The deal closed, Dad breathed a sigh of relief and went out on the street where he met Ed Metcalf, a desert mining man, chuckling to himself.

"What's so funny?" Dad asked.

Metcalf pointed to the recent owner of the ranch, surrounded by a group of men laughing loudly. "Why, that fellow was just telling me about a sucker he gaffed. He had a ranch here that he'd been trying to sell for $500. Some dam' fool gave him $2,000."

Dad gulped, and turning to Ed he said weakly: "Come on, Ed, I'll buy the drinks."

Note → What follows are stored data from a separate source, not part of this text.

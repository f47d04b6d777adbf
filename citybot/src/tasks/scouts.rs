//! Scout dispatch into the fog.

use std::time::Duration;

use tracing::{debug, info, warn};

use crate::core::classes;
use crate::core::detection::{Point, View};
use crate::core::state::InstanceState;
use crate::tasks::TaskContext;
use crate::tasks::navigation::open_map;

/// Neutral corner tap that closes a half-open scout dialog.
const DISMISS: Point = Point::new(10, 10);
const SETTLE: Duration = Duration::from_secs(1);

/// Scheduled `manage_scouts` handler.
///
/// From the city it only opens the map and reports no progress, so the next
/// cycle starts from a fresh field snapshot.
pub fn manage_scouts(ctx: &TaskContext<'_>, state: &mut InstanceState) -> bool {
    if ctx.view == View::City {
        if !open_map(ctx) {
            warn!("could not open the map for scouting");
        }
        return false;
    }

    let Some(camp) = ctx
        .detections
        .find_any(&[classes::SCOUT_CAMP, classes::SCOUT_BUTTON])
    else {
        debug!("scout camp not visible");
        return false;
    };
    if !ctx.session.tap_detection(camp) {
        return false;
    }
    ctx.session.sleep(SETTLE);

    if !tap_on_fresh_pass(ctx, classes::EXPLORE_BUTTON) {
        return false;
    }
    ctx.session.sleep(SETTLE);

    if !tap_on_fresh_pass(ctx, classes::MARCH_BUTTON) {
        return false;
    }

    state.scout.is_moving = true;
    state.scout.last_move_time = Some(ctx.session.now());
    info!("scout sent to explore");
    true
}

fn tap_on_fresh_pass(ctx: &TaskContext<'_>, class: &str) -> bool {
    let detections = match ctx.session.observe() {
        Ok(d) => d,
        Err(err) => {
            warn!(class, err = %format!("{err:#}"), "scout detection pass failed");
            return false;
        }
    };
    match detections.find(class) {
        Some(button) => ctx.session.tap_detection(button),
        None => {
            debug!(class, "button not found, dismissing");
            ctx.session.tap(DISMISS, "dismiss");
            false
        }
    }
}
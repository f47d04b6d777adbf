//! Side-effecting adapters: device input, screen capture, detection,
//! persistence, configuration, and the clock.

pub mod clock;
pub mod config;
pub mod detector;
pub mod device;
pub mod process;
pub mod state_store;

"It turned out all right, though," Dad said. "Help was scarce and I had to hire a city fellow to feed the teams that stayed overnight. He knew nothing about hay or horses. He would fill the racks at night. The next morning there'd be more hay on the ground than the horses had eaten. He'd fork the hay up, shake it out and throw it back. The fool didn't know a horse won't touch tainted hay, so when the next team came along, the racks were full, but the teams only sniffed at it. Used over and over like that, I figure I must have got a dollar a pound for that hay."

Dad himself operated a freight line as far north as Goldfield, doing a monthly business that reached into many thousands of dollars. It was a long haul over terrible roads and when he had cussed a 16-mule team into Goldfield, he was ready for diversion. He was the gregarious sort— loved poker for its thrill. The matter of stakes was inconsequential, provided of course he could bet $10,000 or $12,000 on his hand.

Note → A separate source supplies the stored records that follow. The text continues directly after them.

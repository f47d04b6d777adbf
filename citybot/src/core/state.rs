//! Durable per-instance record.
//!
//! One [`InstanceState`] is owned by exactly one instance loop, which is its
//! only writer. Every field round-trips through the state store.

use std::collections::BTreeMap;

use chrono::{DateTime, Utc};
use serde::{Deserialize, Serialize};
use serde_json::Value;

use crate::core::detection::Point;

#[derive(Debug, Clone, Default, PartialEq, Serialize, Deserialize)]
#[serde(default)]
pub struct InstanceState {
    pub id: String,
    pub device_id: String,
    pub bootstrap: BootstrapProgress,
    pub startup_tasks_completed: bool,
    pub tree_clearing: TreeClearing,
    pub second_builder_added: bool,
    pub city_hall_level: u32,
    pub building_positions: BuildingPositions,
    pub build_order: BuildOrder,
    pub builder: BuilderState,
    pub scout: ScoutState,
    pub tavern: TavernState,
    pub resources: Resources,
    pub vip: VipState,
}

impl InstanceState {
    /// Zero-value record for an instance the store has never seen.
    pub fn new(id: impl Into<String>, device_id: impl Into<String>) -> Self {
        Self {
            id: id.into(),
            device_id: device_id.into(),
            city_hall_level: 1,
            ..Self::default()
        }
    }
}

/// Two-step tutorial completion sequence.
///
/// `completed` mirrors "both steps clicked" and never reverts once set.
#[derive(Debug, Clone, Default, PartialEq, Eq, Serialize, Deserialize)]
#[serde(default)]
pub struct BootstrapProgress {
    pub completed: bool,
    pub step_a_clicked: bool,
    pub step_b_clicked: bool,
}

impl BootstrapProgress {
    pub fn record_step_a(&mut self) {
        self.step_a_clicked = true;
    }

    pub fn record_final_step(&mut self) {
        self.step_b_clicked = true;
        self.completed = true;
    }

    pub fn both_steps_done(&self) -> bool {
        self.step_a_clicked && self.step_b_clicked
    }

    /// Latch `completed` when both steps are recorded and report it.
    pub fn sync_completion(&mut self) -> bool {
        if self.both_steps_done() {
            self.completed = true;
        }
        self.completed
    }

    /// Forget partial progress before an application restart.
    ///
    /// A completed sequence is left untouched.
    pub fn clear_steps_for_restart(&mut self) {
        if self.completed {
            return;
        }
        self.step_a_clicked = false;
        self.step_b_clicked = false;
    }
}

/// Cursor through the fixed tree table used by the `clear_trees` startup task.
#[derive(Debug, Clone, Default, PartialEq, Eq, Serialize, Deserialize)]
#[serde(default)]
pub struct TreeClearing {
    pub next_index: usize,
    pub view_reset_done: bool,
    pub completed: bool,
}

/// Building kinds a city can own several of.
#[derive(Debug, Clone, Copy, PartialEq, Eq, PartialOrd, Ord, Hash, Serialize, Deserialize)]
#[serde(rename_all = "snake_case")]
pub enum MultiBuilding {
    Farm,
    Quarry,
    LumberMill,
    Goldmine,
    Hospital,
}

impl MultiBuilding {
    pub const ALL: [MultiBuilding; 5] = [
        MultiBuilding::Farm,
        MultiBuilding::Quarry,
        MultiBuilding::LumberMill,
        MultiBuilding::Goldmine,
        MultiBuilding::Hospital,
    ];

    /// Detection class and build-order building name for this kind.
    pub fn as_str(self) -> &'static str {
        match self {
            MultiBuilding::Farm => "farm",
            MultiBuilding::Quarry => "quarry",
            MultiBuilding::LumberMill => "lumber_mill",
            MultiBuilding::Goldmine => "goldmine",
            MultiBuilding::Hospital => "hospital",
        }
    }

    pub fn from_name(name: &str) -> Option<Self> {
        Self::ALL.into_iter().find(|kind| kind.as_str() == name)
    }
}

/// First-seen coordinates of the "main" building for each multi-instance kind.
#[derive(Debug, Clone, Default, PartialEq, Eq, Serialize, Deserialize)]
#[serde(transparent)]
pub struct BuildingPositions(BTreeMap<MultiBuilding, Point>);

impl BuildingPositions {
    pub fn get(&self, kind: MultiBuilding) -> Option<Point> {
        self.0.get(&kind).copied().filter(|p| !p.is_zero())
    }

    /// Store `point` for `kind` unless a non-zero position is already known.
    ///
    /// Returns `true` when the position was recorded.
    pub fn record(&mut self, kind: MultiBuilding, point: Point) -> bool {
        if point.is_zero() || self.get(kind).is_some() {
            return false;
        }
        self.0.insert(kind, point);
        true
    }

    pub fn len(&self) -> usize {
        self.0.values().filter(|p| !p.is_zero()).count()
    }

    pub fn is_empty(&self) -> bool {
        self.len() == 0
    }
}

#[derive(Debug, Clone, Copy, PartialEq, Eq, Serialize, Deserialize)]
#[serde(rename_all = "snake_case")]
pub enum BuildKind {
    #[serde(rename = "build_new")]
    New,
    Upgrade,
}

/// Tab of the new-building menu a building is listed under.
#[derive(Debug, Clone, Copy, PartialEq, Eq, Serialize, Deserialize)]
#[serde(rename_all = "snake_case")]
pub enum BuildCategory {
    Economic,
    Military,
}

impl BuildCategory {
    pub fn tab_class(self) -> &'static str {
        match self {
            BuildCategory::Economic => crate::core::classes::BUILD_ECONOMIC_TAB,
            BuildCategory::Military => crate::core::classes::BUILD_MILITARY_TAB,
        }
    }
}

/// One entry of the ordered build pipeline.
///
/// `completed` flips to `true` once and never reverts; `attempts` only grows.
#[derive(Debug, Clone, PartialEq, Serialize, Deserialize)]
pub struct BuildTask {
    pub kind: BuildKind,
    pub building: String,
    /// Alternatives for locating the building (upgrade) or the menu option (new).
    pub detect_classes: Vec<String>,
    /// Menu tab for new buildings. Missing on a new-building task fails the attempt.
    #[serde(default)]
    pub category: Option<BuildCategory>,
    #[serde(default)]
    pub completed: bool,
    #[serde(default)]
    pub attempts: u32,
    #[serde(default)]
    pub last_attempt: Option<DateTime<Utc>>,
    #[serde(default, skip_serializing_if = "BTreeMap::is_empty")]
    pub config: BTreeMap<String, Value>,
}

impl BuildTask {
    pub fn upgrade(building: &str, detect_classes: &[&str]) -> Self {
        Self {
            kind: BuildKind::Upgrade,
            building: building.to_string(),
            detect_classes: detect_classes.iter().map(|c| c.to_string()).collect(),
            category: None,
            completed: false,
            attempts: 0,
            last_attempt: None,
            config: BTreeMap::new(),
        }
    }

    pub fn build_new(building: &str, category: BuildCategory, option_class: &str) -> Self {
        Self {
            kind: BuildKind::New,
            category: Some(category),
            detect_classes: vec![option_class.to_string()],
            ..Self::upgrade(building, &[])
        }
    }

    pub fn label(&self) -> String {
        match self.kind {
            BuildKind::New => format!("build {}", self.building),
            BuildKind::Upgrade => format!("upgrade {}", self.building),
        }
    }
}

/// Persistent, resumable list of build tasks with a cursor at the first
/// incomplete entry.
#[derive(Debug, Clone, Default, PartialEq, Serialize, Deserialize)]
#[serde(default)]
pub struct BuildOrder {
    pub upcoming_tasks: Vec<BuildTask>,
    pub completed_tasks: Vec<BuildTask>,
    pub last_attempt_time: Option<DateTime<Utc>>,
}

impl BuildOrder {
    /// Index of the only task eligible for an attempt.
    pub fn cursor(&self) -> Option<usize> {
        self.upcoming_tasks.iter().position(|t| !t.completed)
    }

    pub fn pending_count(&self) -> usize {
        self.upcoming_tasks.iter().filter(|t| !t.completed).count()
    }

    /// Book one attempt of the task at `index`.
    ///
    /// Attempts and timestamps are updated whatever the outcome; a success
    /// completes the task and appends a snapshot to `completed_tasks`.
    pub fn record_attempt(&mut self, index: usize, succeeded: bool, now: DateTime<Utc>) {
        let Some(task) = self.upcoming_tasks.get_mut(index) else {
            return;
        };
        task.attempts = task.attempts.saturating_add(1);
        task.last_attempt = Some(now);
        self.last_attempt_time = Some(now);
        if succeeded && !task.completed {
            task.completed = true;
            let snapshot = task.clone();
            self.completed_tasks.push(snapshot);
        }
    }

    /// Clear the retry cooldown of every incomplete task.
    pub fn reset_cooldowns(&mut self) {
        for task in self.upcoming_tasks.iter_mut().filter(|t| !t.completed) {
            task.last_attempt = None;
        }
    }
}

#[derive(Debug, Clone, Default, PartialEq, Eq, Serialize, Deserialize)]
#[serde(default)]
pub struct BuilderState {
    pub second_builder_expires_at: Option<DateTime<Utc>>,
}

#[derive(Debug, Clone, Default, PartialEq, Eq, Serialize, Deserialize)]
#[serde(default)]
pub struct ScoutState {
    pub is_moving: bool,
    pub last_move_time: Option<DateTime<Utc>>,
}

#[derive(Debug, Clone, Default, PartialEq, Eq, Serialize, Deserialize)]
#[serde(default)]
pub struct TavernState {
    pub last_chest_time: Option<DateTime<Utc>>,
}

#[derive(Debug, Clone, Default, PartialEq, Eq, Serialize, Deserialize)]
#[serde(default)]
pub struct Resources {
    pub food: u64,
    pub wood: u64,
    pub stone: u64,
    pub gold: u64,
    pub gems: u64,
}

#[derive(Debug, Clone, Default, PartialEq, Eq, Serialize, Deserialize)]
#[serde(default)]
pub struct VipState {
    pub level: u32,
    pub last_claim_time: Option<DateTime<Utc>>,
}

One night in such a game he found himself sitting alongside a fellow who had removed his big overcoat with enormous patch pockets, and hung it on his chair. Dad noticed intermittent movements of this fellow's broad palm from the cards he'd been dealt, to the pocket. Finally Dad saw the crook had cached every ace in the deck. Later Dad opened a pot. Everyone stayed. The crook raised the ante. Dad raised him back. Others dropped out, but this fellow stayed. Each drew a card and the real betting began. Dad bet $1,000.

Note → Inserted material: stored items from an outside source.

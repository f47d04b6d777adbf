//! Tracing setup for the citybot binary.
//!
//! Every decision the bot makes is logged through `tracing`; there is no
//! separate product log. Instance loops enter an `instance` span so each line
//! carries the instance id.

use tracing_subscriber::{EnvFilter, fmt, layer::SubscriberExt, util::SubscriberInitExt};

/// Filter used when `RUST_LOG` is unset.
pub const DEFAULT_FILTER: &str = "citybot=info";

/// Initialize the tracing subscriber.
///
/// Reads `RUST_LOG`, falling back to [`DEFAULT_FILTER`].
/// Output: stderr, compact format.
///
/// # Example
/// ```bash
/// RUST_LOG=citybot=debug citybot run --max-cycles 5
/// ```
pub fn init() {
    let filter =
        EnvFilter::try_from_default_env().unwrap_or_else(|_| EnvFilter::new(DEFAULT_FILTER));

    tracing_subscriber::registry()
        .with(filter)
        .with(fmt::layer().with_writer(std::io::stderr).compact())
        .init();
}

"Have to raise you $5,000," the other said. Dad called it. With the confidence that came from the cached aces, the shark smiled exultantly as he laid down four kings. "I reckon that beats you," he shot at Dad and started to rake in the pot.

"Not so fast," Dad ordered and spread out four aces. The crook gave him a quick look but Dad's eyes were steady. Neither said a word. The crook couldn't. He knew that Dad's long fingers had found his pocket.

The same world famous mining engineers who, after examining Tonopah and Goldfield, declared that neither would produce enough ore to pay development costs, now advised Char'es M. Schwab, president of Bethlehem Steel, that Greenwater, on the eastern slope of Black mountain would prove to be the world's largest copper deposit. To those deceiving nil's Dad followed the stampeding crowds. Wrong at Goldfield and Tonopah, the engineers made it three in a row by being wrong about Greenwater. It proved to be a dud, but Dad stayed to the bitter end.

"This town'll come back, Ma." he kept telling his wife when the weeds began to obscure the doorsteps of the empty houses about. But the weeds grew and seeded the streets. The noises of tinny pianos and scraping feet no longer broke upon the desert night and Dad's faith at last wavered. "Ma, we've got $10 left."

Then what seemed to be an angel unawares, dropped in on the Fairbanks' in the person of a mining promoter.

"I'm opening up a mine about 28 miles below," he told Dad, "but I've got to find somebody to board about 30 men."

Dad's eager eyes kindled. He could feed 'em and sleep 'em for $60 a month. "I know of a water hole down that way. Place called Shoshone."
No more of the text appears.